NATHAN HYLDEN
GETTING THERE, IN VARIOUS ORDER
3 SEPTEMBER – 23 OCTOBER 2010
Johann König, Berlin is pleased to present the first solo exhibition of Los Angeles-based artist Nathan Hylden in Germany. For the show, a wall is built to divide the main gallery into two spaces. The modified architecture creates an almost mirror-doubled situation in which a series of nine large-scale paintings are hung. The series is the result of pictorial-technical processes utilizing strict repetition and accumulation principles: During the first step of the process, the artist covers the canvases with a layer of gold paint, the effect of which changes as soon as one moves around the work. The canvases are then stacked into overlapping groups and sprayed with yellow paint over the intersections. Following this, with a stencil, black paint is applied onto each individual canvas creating a striped pattern. This working process allows for each painting to be both the starting point for and the result of the next one. The paintings are simultaneously positive and negative forms and thus index one another as well as autonomous and unique objects. In this way, the work becomes an investigation of cause and effect in artistic production.

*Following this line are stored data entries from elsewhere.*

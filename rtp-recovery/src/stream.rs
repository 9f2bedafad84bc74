//! Per-stream ingestion
//!
//! [`IncomingStream`] runs every arriving packet through sequence extension,
//! loss tracking and FEC admission, then drains every packet FEC can rebuild
//! before returning. [`StreamRegistry`] hands out one locked stream per SSRC.

use crate::config::RecoveryConfig;
use crate::fec::{FecDecoder, FecStats};
use crate::loss::{LossTracker, NackField};
use crate::packet::Packet;
use crate::sequence::SeqExtender;
use crate::store::SequenceStore;
use parking_lot::{Mutex, RwLock};
use std::collections::HashMap;
use std::sync::Arc;
use tracing::{debug, trace, warn};

/// Per-stream counters
#[derive(Debug, Clone, Default)]
pub struct StreamStats {
    /// Packets pushed, parity and wrappers included
    pub packets_received: u64,
    /// Bytes pushed
    pub bytes_received: u64,
    /// Media packets delivered downstream
    pub packets_delivered: u64,
    /// Media packets rebuilt from parity
    pub packets_recovered: u64,
    /// Packets currently counted as lost
    pub lost: u64,
    /// Media packets suppressed because they were already delivered
    pub duplicates: u64,
    /// Packets whose payload could not be classified
    pub malformed: u64,
}

/// Receive side of one RTP stream
pub struct IncomingStream {
    ssrc: u32,
    config: RecoveryConfig,
    extender: SeqExtender<u16>,
    losses: LossTracker,
    fec: FecDecoder,
    /// Recently delivered sequence numbers
    delivered: SequenceStore<()>,
    stats: StreamStats,
}

impl IncomingStream {
    /// Create a stream for `ssrc`
    ///
    /// # Panics
    /// Panics if `config.nack_window` or `config.delivery_history` is zero
    pub fn new(ssrc: u32, config: RecoveryConfig) -> Self {
        IncomingStream {
            ssrc,
            extender: SeqExtender::new(),
            losses: LossTracker::new(config.nack_window),
            fec: FecDecoder::new(&config),
            delivered: SequenceStore::new(config.delivery_history),
            stats: StreamStats::default(),
            config,
        }
    }

    /// Stream SSRC
    pub fn ssrc(&self) -> u32 {
        self.ssrc
    }

    /// Ingest one packet
    ///
    /// Returns the media packets to hand downstream: the packet itself (or
    /// the primary block of a redundant wrapper) followed by anything FEC
    /// rebuilt as a consequence. Order follows recovery, not sequence.
    pub fn push(&mut self, mut packet: Packet) -> Vec<Packet> {
        self.stats.packets_received += 1;
        self.stats.bytes_received += packet.payload.len() as u64;

        let extended = self.extender.extend(packet.seq);
        packet.set_ext_seq(extended);

        let lost = self.losses.add_packet(&packet);
        if lost > 0 {
            debug!(ssrc = self.ssrc, seq = extended, lost, "gap in sequence");
        }

        let packet = match packet.classify(&self.config.payload_types) {
            Ok(packet) => packet,
            Err(e) => {
                warn!(ssrc = self.ssrc, seq = extended, "dropping packet: {}", e);
                self.stats.malformed += 1;
                self.stats.lost = self.losses.total_lost();
                return Vec::new();
            }
        };

        let mut out = Vec::new();
        if let Some(media) = self.fec.admit(&packet) {
            self.deliver(media, &mut out);
        }

        while let Some(recovered) = self.fec.recover() {
            self.losses.add_packet(&recovered);
            self.stats.packets_recovered += 1;
            self.deliver(recovered, &mut out);
        }

        self.stats.lost = self.losses.total_lost();
        out
    }

    fn deliver(&mut self, packet: Packet, out: &mut Vec<Packet>) {
        if self.delivered.is_present(packet.seq) {
            trace!(ssrc = self.ssrc, seq = packet.ext_seq(), "already delivered");
            self.stats.duplicates += 1;
            return;
        }

        if !self.delivered.set(packet.seq, ()) {
            trace!(ssrc = self.ssrc, seq = packet.ext_seq(), "older than delivery history");
        }
        self.stats.packets_delivered += 1;
        out.push(packet);
    }

    /// NACK fields for everything currently missing
    pub fn nacks(&self) -> Vec<NackField> {
        self.losses.get_nacks()
    }

    /// Packets currently counted as lost
    pub fn total_lost(&self) -> u64 {
        self.losses.total_lost()
    }

    /// Highest extended sequence number seen
    pub fn highest_seq(&self) -> Option<u64> {
        self.extender.last_extended()
    }

    /// Stream counters
    pub fn stats(&self) -> &StreamStats {
        &self.stats
    }

    /// FEC decoder counters
    pub fn fec_stats(&self) -> &FecStats {
        self.fec.stats()
    }

    /// Loss tracker
    pub fn losses(&self) -> &LossTracker {
        &self.losses
    }

    /// FEC decoder
    pub fn fec(&self) -> &FecDecoder {
        &self.fec
    }

    /// Forget all sequence, loss and FEC state
    pub fn reset(&mut self) {
        self.extender.reset();
        self.losses.reset();
        self.fec.reset();
        self.delivered.clear();
        self.stats.lost = 0;
    }
}

/// Streams indexed by SSRC
///
/// Each stream sits behind its own mutex, so pushing a packet and draining
/// its recoveries happens under one lock without blocking other streams.
pub struct StreamRegistry {
    config: RecoveryConfig,
    streams: RwLock<HashMap<u32, Arc<Mutex<IncomingStream>>>>,
}

impl StreamRegistry {
    /// Create an empty registry; new streams use `config`
    pub fn new(config: RecoveryConfig) -> Self {
        StreamRegistry {
            config,
            streams: RwLock::new(HashMap::new()),
        }
    }

    /// Get the stream for `ssrc`, creating it on first use
    pub fn stream(&self, ssrc: u32) -> Arc<Mutex<IncomingStream>> {
        if let Some(stream) = self.streams.read().get(&ssrc) {
            return stream.clone();
        }

        self.streams
            .write()
            .entry(ssrc)
            .or_insert_with(|| {
                debug!(ssrc, "new incoming stream");
                Arc::new(Mutex::new(IncomingStream::new(ssrc, self.config.clone())))
            })
            .clone()
    }

    /// Route a packet to its stream by SSRC
    pub fn push(&self, packet: Packet) -> Vec<Packet> {
        let stream = self.stream(packet.ssrc);
        let mut stream = stream.lock();
        stream.push(packet)
    }

    /// Get an existing stream
    pub fn get(&self, ssrc: u32) -> Option<Arc<Mutex<IncomingStream>>> {
        self.streams.read().get(&ssrc).cloned()
    }

    /// Remove a stream
    pub fn remove(&self, ssrc: u32) -> Option<Arc<Mutex<IncomingStream>>> {
        self.streams.write().remove(&ssrc)
    }

    /// Known SSRCs
    pub fn ssrcs(&self) -> Vec<u32> {
        self.streams.read().keys().copied().collect()
    }

    /// Number of streams
    pub fn len(&self) -> usize {
        self.streams.read().len()
    }

    /// Check if no stream exists
    pub fn is_empty(&self) -> bool {
        self.streams.read().is_empty()
    }
}
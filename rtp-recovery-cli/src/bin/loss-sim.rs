//! Loss Simulator
//!
//! Generates an FEC-protected RTP stream, drops packets, and reports what the
//! receive side recovered and what it would NACK.

use anyhow::Context;
use clap::Parser;
use rtp_recovery_cli::{display_report, run, SimConfig};
use std::path::PathBuf;
use tracing_subscriber::EnvFilter;

#[derive(Parser, Debug)]
#[command(name = "loss-sim")]
#[command(about = "RTP loss and FEC recovery simulator", long_about = None)]
struct Args {
    /// TOML configuration file
    #[arg(short, long)]
    config: Option<PathBuf>,

    /// Number of media packets
    #[arg(short = 'n', long)]
    packets: Option<u32>,

    /// Media packets per parity packet (1-16)
    #[arg(short, long)]
    group: Option<usize>,

    /// Sequence numbers to drop, comma separated
    #[arg(short, long, value_delimiter = ',')]
    drop: Vec<u16>,

    /// Drop every Nth emitted packet
    #[arg(long)]
    drop_every: Option<u32>,

    /// First sequence number
    #[arg(long)]
    start_seq: Option<u16>,

    /// Carry parity in RFC 2198 redundant packets
    #[arg(long)]
    red: bool,

    /// Write the effective configuration to this file and exit
    #[arg(long)]
    dump_config: Option<PathBuf>,
}

fn main() -> anyhow::Result<()> {
    let args = Args::parse();

    tracing_subscriber::fmt()
        .with_env_filter(
            EnvFilter::try_from_default_env().unwrap_or_else(|_| EnvFilter::new("info")),
        )
        .init();

    let mut config = match &args.config {
        Some(path) => SimConfig::from_file(path)
            .with_context(|| format!("Failed to load config '{}'", path.display()))?,
        None => SimConfig::default(),
    };

    if let Some(packets) = args.packets {
        config.packets = packets;
    }
    if let Some(group) = args.group {
        config.group = group;
    }
    if !args.drop.is_empty() {
        config.drop = args.drop;
    }
    if args.drop_every.is_some() {
        config.drop_every = args.drop_every;
    }
    if let Some(start_seq) = args.start_seq {
        config.start_seq = start_seq;
    }
    config.red |= args.red;

    config.validate()?;

    if let Some(path) = &args.dump_config {
        config
            .to_file(path)
            .with_context(|| format!("Failed to write config '{}'", path.display()))?;
        tracing::info!("Configuration written to {}", path.display());
        return Ok(());
    }

    tracing::info!(
        packets = config.packets,
        group = config.group,
        red = config.red,
        "Starting simulation"
    );

    let report = run(&config)?;
    display_report(&report);

    if report.mismatched > 0 {
        anyhow::bail!("{} recovered packets did not match the originals", report.mismatched);
    }
    Ok(())
}
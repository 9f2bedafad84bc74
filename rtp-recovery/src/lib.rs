//! RTP Loss Resilience Core
//!
//! This crate implements the receive-side reliability layer of an RTP
//! pipeline: extended sequence numbers, bounded sequence-keyed storage, loss
//! tracking with Generic NACK generation, and single-parity ULP FEC recovery
//! (including RFC 2198 redundant wrappers).

pub mod config;
pub mod fec;
pub mod loss;
pub mod packet;
pub mod red;
pub mod sequence;
pub mod store;
pub mod stream;

pub use config::{PayloadTypes, RecoveryConfig};
pub use fec::{FecDecoder, FecError, FecParity, FecStats, RecoveryFields};
pub use loss::{LossTracker, NackField};
pub use packet::{Packet, PacketKind};
pub use red::{BlockKind, RedBlock, RedError, RedundantPayload};
pub use sequence::{SeqExtender, WrappingSeq};
pub use store::SequenceStore;
pub use stream::{IncomingStream, StreamRegistry, StreamStats};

In the smaller backspace of the gallery, Hylden is showing a second series of works, which can be seen as a reflection of the work in the main space. Untreated aluminum sheets are screen-printed with the image of a blank canvas. Again all the works are serially connected. The screen-print series presents blankness as an image, neutralizing the differences between the representational and abstract. Gilles Deleuze states: “modern painting is invaded and besieged by photographs and clichés that are already lodged on the canvas before the painter even begins to work.” The image of the blank canvas is a presentation of emptiness, which is also completely charged with meaning. The artist then juxtaposes painted canvases of the same dimensions to the prints, so that the relationship between image and material is complicated. Each image is the corporeal shadow of the one of the previous and the next.
Hylden raises questions of the circumstances of an image and its material manifestation as the subject of his art. To achieve this, he develops a syntax following the conceptual tradition. Painting is a medium traditionally linked with the idea of uniqueness. In Nathan Hylden's work, it is used within a reflection of the seriality of art based on mechanical repetition and efficiency in the materials selected: unmixed, standard metallic paint, fluorescent spray paint, stencils, and untreated painting surfaces. Each individual work is closely related to a series or a body of works resulting from actions carried out over a long period of time. Through the daily activity in the studio, the repetitive gestures become the connecting element between all works. By showing the series in the exhibition STILL NOW AGAIN the artistic process freezes for a moment and thus reaches its culmination. A poster showing a canvas printed with the exhibition dates further emphasizes this temporal aspect.